= What is required =
Would you print the whole listing again, exactly?

┄┄┄┄┄┄┄┄┄┄

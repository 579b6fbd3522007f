//! ADTS header parsing for legacy AAC packets

/// Sampling frequency index values 13-15 are reserved/escape
const MAX_SAMPLING_FREQUENCY_INDEX: u8 = 12;

/// Fixed part of an ADTS frame header
#[derive(Debug, Clone, Copy, PartialEq, Eq)]
pub struct AdtsHeader {
    /// MPEG-4 audio object type minus one
    pub profile: u8,
    pub sampling_frequency_index: u8,
    pub channel_configuration: u8,
    /// 7 bytes, or 9 when a CRC follows
    pub header_len: usize,
    /// Frame length including the header
    pub frame_len: usize,
}

impl AdtsHeader {
    /// Parse the header at the start of `data`
    pub fn parse(data: &[u8]) -> Option<Self> {
        if data.len() < 7 {
            return None;
        }
        if data[0] != 0xFF || data[1] & 0xF0 != 0xF0 {
            return None;
        }

        let protection_absent = data[1] & 0x01 == 1;
        let profile = data[2] >> 6;
        let sampling_frequency_index = (data[2] >> 2) & 0x0F;
        let channel_configuration = ((data[2] & 0x01) << 2) | (data[3] >> 6);
        let frame_len = ((data[3] as usize & 0x03) << 11)
            | ((data[4] as usize) << 3)
            | (data[5] as usize >> 5);

        if sampling_frequency_index > MAX_SAMPLING_FREQUENCY_INDEX {
            return None;
        }

        Some(Self {
            profile,
            sampling_frequency_index,
            channel_configuration,
            header_len: if protection_absent { 7 } else { 9 },
            frame_len,
        })
    }

    /// Two-byte MPEG-4 AudioSpecificConfig equivalent to this header
    pub fn audio_specific_config(&self) -> [u8; 2] {
        let object_type = u16::from(self.profile) + 1;
        let config = (object_type << 11)
            | (u16::from(self.sampling_frequency_index) << 7)
            | (u16::from(self.channel_configuration) << 3);
        config.to_be_bytes()
    }
}
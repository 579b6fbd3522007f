//! Session configuration

use std::path::Path;

use decoder::DecoderKind;
use mirror_protocol::PlaybackConfig;
use serde::{Deserialize, Serialize};
use stream_demux::FramerConfig;

use crate::{DEFAULT_EVENT_CAPACITY, SessionError, SessionResult};

/// Configuration of one mirrored session.
///
/// Every field may be omitted from JSON and falls back to its default.
#[derive(Debug, Clone, PartialEq, Serialize, Deserialize)]
#[serde(default)]
pub struct SessionConfig {
    pub playback: PlaybackConfig,
    pub framer: FramerConfig,
    pub decoder: DecoderKind,
    /// Capacity of the event channel handed to the caller
    pub event_capacity: usize,
}

impl Default for SessionConfig {
    fn default() -> Self {
        Self {
            playback: PlaybackConfig::default(),
            framer: FramerConfig::default(),
            decoder: DecoderKind::default(),
            event_capacity: DEFAULT_EVENT_CAPACITY,
        }
    }
}

impl SessionConfig {
    pub fn from_json(json: &str) -> SessionResult<Self> {
        let config: Self = serde_json::from_str(json)?;
        config.validate()?;
        Ok(config)
    }

    pub fn from_file(path: impl AsRef<Path>) -> SessionResult<Self> {
        let json = std::fs::read_to_string(path)?;
        Self::from_json(&json)
    }

    pub fn validate(&self) -> SessionResult<()> {
        self.playback.validate()?;
        if self.framer.max_payload == 0 {
            return Err(SessionError::InvalidConfig(
                "framer.max_payload must be positive".to_string(),
            ));
        }
        if self.event_capacity == 0 {
            return Err(SessionError::InvalidConfig(
                "event_capacity must be positive".to_string(),
            ));
        }
        Ok(())
    }
}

┄┄┄┄┄┄┄┄┄┄

= Task solution =
repository 579b6fbd3522007f
//! ADTS header parsing for legacy AAC packets

/// Sampling frequency index values 13-15 are reserved/escape
const MAX_SAMPLING_FREQUENCY_INDEX: u8 = 12;

/// Fixed part of an ADTS frame header
#[derive(Debug, Clone, Copy, PartialEq, Eq)]
pub struct AdtsHeader {
    /// MPEG-4 audio object type minus one
    pub profile: u8,
    pub sampling_frequency_index: u8,
    pub channel_configuration: u8,
    /// 7 bytes, or 9 when a CRC follows
    pub header_len: usize,
    /// Frame length including the header
    pub frame_len: usize,
}

impl AdtsHeader {
    /// Parse the header at the start of `data`
    pub fn parse(data: &[u8]) -> Option<Self> {
        if data.len() < 7 {
            return None;
        }
        if data[0] != 0xFF || data[1] & 0xF0 != 0xF0 {
            return None;
        }

        let protection_absent = data[1] & 0x01 == 1;
        let profile = data[2] >> 6;
        let sampling_frequency_index = (data[2] >> 2) & 0x0F;
        let channel_configuration = ((data[2] & 0x01) << 2) | (data[3] >> 6);
        let frame_len = ((data[3] as usize & 0x03) << 11)
            | ((data[4] as usize) << 3)
            | (data[5] as usize >> 5);

        if sampling_frequency_index > MAX_SAMPLING_FREQUENCY_INDEX {
            return None;
        }

        Some(Self {
            profile,
            sampling_frequency_index,
            channel_configuration,
            header_len: if protection_absent { 7 } else { 9 },
            frame_len,
        })
    }

    /// Two-byte MPEG-4 AudioSpecificConfig equivalent to this header
    pub fn audio_specific_config(&self) -> [u8; 2] {
        let object_type = u16::from(self.profile) + 1;
        let config = (object_type << 11)
            | (u16::from(self.sampling_frequency_index) << 7)
            | (u16::from(self.channel_configuration) << 3);
        config.to_be_bytes()
    }
}
repository 579b6fbd3522007f
//! Session configuration

use std::path::Path;

use decoder::DecoderKind;
use mirror_protocol::PlaybackConfig;
use serde::{Deserialize, Serialize};
use stream_demux::FramerConfig;

use crate::{DEFAULT_EVENT_CAPACITY, SessionError, SessionResult};

/// Configuration of one mirrored session.
///
/// Every field may be omitted from JSON and falls back to its default.
#[derive(Debug, Clone, PartialEq, Serialize, Deserialize)]
#[serde(default)]
pub struct SessionConfig {
    pub playback: PlaybackConfig,
    pub framer: FramerConfig,
    pub decoder: DecoderKind,
    /// Capacity of the event channel handed to the caller
    pub event_capacity: usize,
}

impl Default for SessionConfig {
    fn default() -> Self {
        Self {
            playback: PlaybackConfig::default(),
            framer: FramerConfig::default(),
            decoder: DecoderKind::default(),
            event_capacity: DEFAULT_EVENT_CAPACITY,
        }
    }
}

impl SessionConfig {
    pub fn from_json(json: &str) -> SessionResult<Self> {
        let config: Self = serde_json::from_str(json)?;
        config.validate()?;
        Ok(config)
    }

    pub fn from_file(path: impl AsRef<Path>) -> SessionResult<Self> {
        let json = std::fs::read_to_string(path)?;
        Self::from_json(&json)
    }

    pub fn validate(&self) -> SessionResult<()> {
        self.playback.validate()?;
        if self.framer.max_payload == 0 {
            return Err(SessionError::InvalidConfig(
                "framer.max_payload must be positive".to_string(),
            ));
        }
        if self.event_capacity == 0 {
            return Err(SessionError::InvalidConfig(
                "event_capacity must be positive".to_string(),
            ));
        }
        Ok(())
    }
}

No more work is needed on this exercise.